**To do**:
Transcribe the records word for word, beginning with the first line and ending with the line that contains "cancelled on timeout."; include nothing else.

**Task input**:
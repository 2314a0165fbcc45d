//! Live order placement on the Polymarket CLOB.
//!
//! A buy is a signed FOK order at the price hint. If the exchange does not
//! report it matched in the submit response, its status is polled until a
//! terminal state or the order timeout, and cancelled on timeout.

use std::time::{Duration, Instant};

use async_trait::async_trait;
use rust_decimal::Decimal;
use tokio::time::sleep;
use tracing::{debug, error, info, instrument, warn};

use super::order::{OrderParams, OrderState, OrderStatus, PlacedOrder, TimeInForce};
use super::traits::OrderPlacer;
use crate::error::TradingError;
use crate::market::client::parse_decimal_field;
use crate::market::PolymarketClient;
use crate::signing::OrderSigner;

/// Default timeout for order operations.
pub const DEFAULT_ORDER_TIMEOUT: Duration = Duration::from_secs(5);

/// Default poll interval for order status.
pub const DEFAULT_POLL_INTERVAL: Duration = Duration::from_millis(250);

/// Places signed orders through the CLOB REST API.
#[derive(Debug, Clone)]
pub struct ClobOrderPlacer {
    client: PolymarketClient,
    signer: OrderSigner,
    tif: TimeInForce,
    timeout: Duration,
    poll_interval: Duration,
}

impl ClobOrderPlacer {
    /// Placer submitting FOK orders with default timing.
    pub fn new(client: PolymarketClient, signer: OrderSigner) -> Self {
        Self {
            client,
            signer,
            tif: TimeInForce::FOK,
            timeout: DEFAULT_ORDER_TIMEOUT,
            poll_interval: DEFAULT_POLL_INTERVAL,
        }
    }

    /// Override the status polling deadline and interval.
    pub fn with_timing(mut self, timeout: Duration, poll_interval: Duration) -> Self {
        self.timeout = timeout;
        self.poll_interval = poll_interval;
        self
    }

    /// Submit a signed order. Returns the order ID and the raw response.
    #[instrument(skip(self, params), fields(token = %crate::utils::short_id(&params.token_id)))]
    pub async fn submit_order(
        &self,
        params: &OrderParams,
    ) -> Result<(String, serde_json::Value), TradingError> {
        params.validate().map_err(TradingError::InvalidParams)?;

        let owner = self
            .client
            .credentials()
            .map(|c| c.key.clone())
            .ok_or_else(|| TradingError::SigningError("API credentials not configured".to_string()))?;
        let signed = self
            .signer
            .market_buy(&params.token_id, params.usdc, params.price, params.tif, &owner)?;
        let body = serde_json::to_string(&signed)
            .map_err(|e| TradingError::SubmissionFailed(format!("encode order: {}", e)))?;

        let path = "/order";
        let mut request = self
            .client
            .http()
            .post(format!("{}{}", self.client.clob_url(), path))
            .header("Content-Type", "application/json")
            .body(body.clone());
        for (key, value) in self.client.auth_headers("POST", path, &body)? {
            request = request.header(key, value);
        }

        let response = request
            .send()
            .await
            .map_err(|e| TradingError::SubmissionFailed(format!("HTTP request failed: {}", e)))?;

        let status = response.status();
        let json: serde_json::Value = response.json().await.unwrap_or_default();
        if !status.is_success() {
            return Err(TradingError::OrderRejected {
                reason: format!("HTTP {}: {}", status, error_message(&json).unwrap_or_default()),
            });
        }
        if json.get("success").and_then(|v| v.as_bool()) == Some(false) {
            return Err(TradingError::OrderRejected {
                reason: error_message(&json).unwrap_or_else(|| "success=false".to_string()),
            });
        }
        if let Some(message) = error_message(&json) {
            return Err(TradingError::OrderRejected { reason: message });
        }

        let order_id = extract_order_id(&json)
            .ok_or_else(|| TradingError::SubmissionFailed("no order ID in response".to_string()))?;

        info!(
            order_id = %order_id,
            usdc = %params.usdc,
            price = %params.price,
            tif = %params.tif,
            "Order submitted"
        );
        Ok((order_id, json))
    }

    /// Poll until terminal or the deadline passes.
    #[instrument(skip(self), fields(order_id = %order_id))]
    pub async fn wait_for_terminal_order(&self, order_id: &str) -> OrderState {
        let start = Instant::now();

        loop {
            if start.elapsed() >= self.timeout {
                warn!("Order status polling timed out");
                return OrderState {
                    order_id: order_id.to_string(),
                    ..Default::default()
                };
            }

            match self.get_order_status(order_id).await {
                Ok(state) if state.is_terminal => return state,
                Ok(_) => {}
                Err(e) => warn!(error = %e, "Error getting order status"),
            }

            sleep(self.poll_interval).await;
        }
    }

    /// Current status of `order_id`.
    pub async fn get_order_status(&self, order_id: &str) -> Result<OrderState, TradingError> {
        let path = format!("/data/order/{}", order_id);
        let status_failed = |reason: String| TradingError::StatusFailed {
            order_id: order_id.to_string(),
            reason,
        };

        let mut request = self
            .client
            .http()
            .get(format!("{}{}", self.client.clob_url(), path));
        for (key, value) in self.client.auth_headers("GET", &path, "")? {
            request = request.header(key, value);
        }

        let response = request
            .send()
            .await
            .map_err(|e| status_failed(format!("HTTP request failed: {}", e)))?;
        if !response.status().is_success() {
            return Err(status_failed(format!("HTTP {}", response.status())));
        }
        let json: serde_json::Value = response
            .json()
            .await
            .map_err(|e| status_failed(format!("parse: {}", e)))?;

        Ok(order_state(order_id, &json))
    }

    /// Cancel one order.
    #[instrument(skip(self))]
    pub async fn cancel_order(&self, order_id: &str) -> Result<(), TradingError> {
        let path = "/order";
        let body = serde_json::json!({ "orderID": order_id }).to_string();

        let mut request = self
            .client
            .http()
            .delete(format!("{}{}", self.client.clob_url(), path))
            .header("Content-Type", "application/json")
            .body(body.clone());
        for (key, value) in self.client.auth_headers("DELETE", path, &body)? {
            request = request.header(key, value);
        }

        match request.send().await {
            Ok(response) if response.status().is_success() => {
                info!(order_id = %order_id, "Order cancelled");
                Ok(())
            }
            Ok(response) => {
                error!(order_id = %order_id, status = %response.status(), "Failed to cancel order");
                Err(TradingError::CancelFailed {
                    order_id: order_id.to_string(),
                    reason: format!("HTTP {}", response.status()),
                })
            }
            Err(e) => {
                error!(order_id = %order_id, error = %e, "Failed to cancel order");
                Err(TradingError::CancelFailed {
                    order_id: order_id.to_string(),
                    reason: e.to_string(),
                })
            }
        }
    }
}

#[async_trait]
impl OrderPlacer for ClobOrderPlacer {
    async fn buy(
        &self,
        token_id: &str,
        usdc: Decimal,
        price_hint: Decimal,
    ) -> Result<PlacedOrder, TradingError> {
        let params = OrderParams::buy(token_id, usdc, price_hint).with_tif(self.tif);
        let (order_id, response) = self.submit_order(&params).await?;

        let submitted = order_state(&order_id, &response);
        let state = if submitted.is_terminal {
            submitted
        } else {
            debug!(order_id = %order_id, "Order not terminal on submit, polling");
            self.wait_for_terminal_order(&order_id).await
        };

        if !state.is_terminal {
            // Timed out: make sure nothing rests on the book.
            if let Err(e) = self.cancel_order(&order_id).await {
                warn!(order_id = %order_id, error = %e, "Cancel after timeout failed");
            }
            return Err(TradingError::Timeout {
                timeout_ms: self.timeout.as_millis() as u64,
            });
        }
        if !state.is_filled {
            return Err(TradingError::NotFilled { order_id });
        }

        // For a buy the taking side is tokens, the making side collateral.
        let tokens_received = state
            .filled_size
            .or_else(|| parse_decimal_field(&response, &["takingAmount"]))
            .filter(|t| *t > Decimal::ZERO);
        let usdc_spent = parse_decimal_field(&response, &["makingAmount"]).filter(|u| *u > Decimal::ZERO);

        Ok(PlacedOrder {
            order_id,
            tokens_received,
            usdc_spent,
        })
    }
}

/// Order state from a submit or status response.
fn order_state(order_id: &str, json: &serde_json::Value) -> OrderState {
    let status = ["status", "orderStatus", "order_status"]
        .iter()
        .find_map(|key| json.get(*key).and_then(|v| v.as_str()))
        .and_then(|s| s.parse::<OrderStatus>().ok());
    let filled_size = parse_decimal_field(json, &["size_matched", "sizeMatched", "filled_size", "filled"])
        .filter(|s| *s > Decimal::ZERO);

    OrderState {
        order_id: order_id.to_string(),
        status,
        filled_size,
        is_terminal: status.map(|s| s.is_terminal()).unwrap_or(false),
        is_filled: status.map(|s| s.is_filled()).unwrap_or(false),
    }
}

fn error_message(json: &serde_json::Value) -> Option<String> {
    ["errorMsg", "error", "message"]
        .iter()
        .find_map(|key| json.get(*key).and_then(|v| v.as_str()))
        .filter(|s| !s.is_empty())
        .map(str::to_string)
}

/// Extract an order ID from an API response.
pub fn extract_order_id(result: &serde_json::Value) -> Option<String> {
    for key in ["orderID", "orderId", "order_id", "id"] {
        if let Some(id) = result.get(key).and_then(|v| v.as_str()) {
            if !id.is_empty() {
                return Some(id.to_string());
            }
        }
    }

    for key in ["order", "data", "result"] {
        if let Some(id) = result.get(key).and_then(extract_order_id) {
            return Some(id);
        }
    }

    None
}

#[cfg(test)]
mod tests {
    use super::*;
    use rust_decimal_macros::dec;

    #[test]
    fn extract_order_id_various_formats() {
        let json1 = serde_json::json!({"orderID": "abc123"});
        assert_eq!(extract_order_id(&json1), Some("abc123".to_string()));

        let json2 = serde_json::json!({"order": {"id": "ghi789"}});
        assert_eq!(extract_order_id(&json2), Some("ghi789".to_string()));

        let json3 = serde_json::json!({"orderID": "", "error": "something"});
        assert_eq!(extract_order_id(&json3), None);
    }

    #[test]
    fn submit_response_states() {
        let matched = serde_json::json!({
            "success": true,
            "orderID": "0x1",
            "status": "matched",
            "takingAmount": "9.8",
            "makingAmount": "4.9"
        });
        let state = order_state("0x1", &matched);
        assert!(state.is_terminal);
        assert!(state.is_filled);
        assert_eq!(state.filled_size, None);

        let live = serde_json::json!({"orderID": "0x2", "status": "LIVE"});
        assert!(!order_state("0x2", &live).is_terminal);

        let polled = serde_json::json!({"status": "MATCHED", "size_matched": "10"});
        assert_eq!(order_state("0x3", &polled).filled_size, Some(dec!(10)));

        let killed = serde_json::json!({"status": "unmatched"});
        let state = order_state("0x4", &killed);
        assert!(state.is_terminal && !state.is_filled);
    }

    #[test]
    fn error_messages() {
        assert_eq!(
            error_message(&serde_json::json!({"errorMsg": "not enough balance"})),
            Some("not enough balance".to_string())
        );
        assert_eq!(error_message(&serde_json::json!({"errorMsg": ""})), None);
    }
}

**Your solution**:
repository 2314a0165fbcc45d
//! Live order placement on the Polymarket CLOB.
//!
//! A buy is a signed FOK order at the price hint. If the exchange does not
//! report it matched in the submit response, its status is polled until a
//! terminal state or the order timeout, and cancelled on timeout.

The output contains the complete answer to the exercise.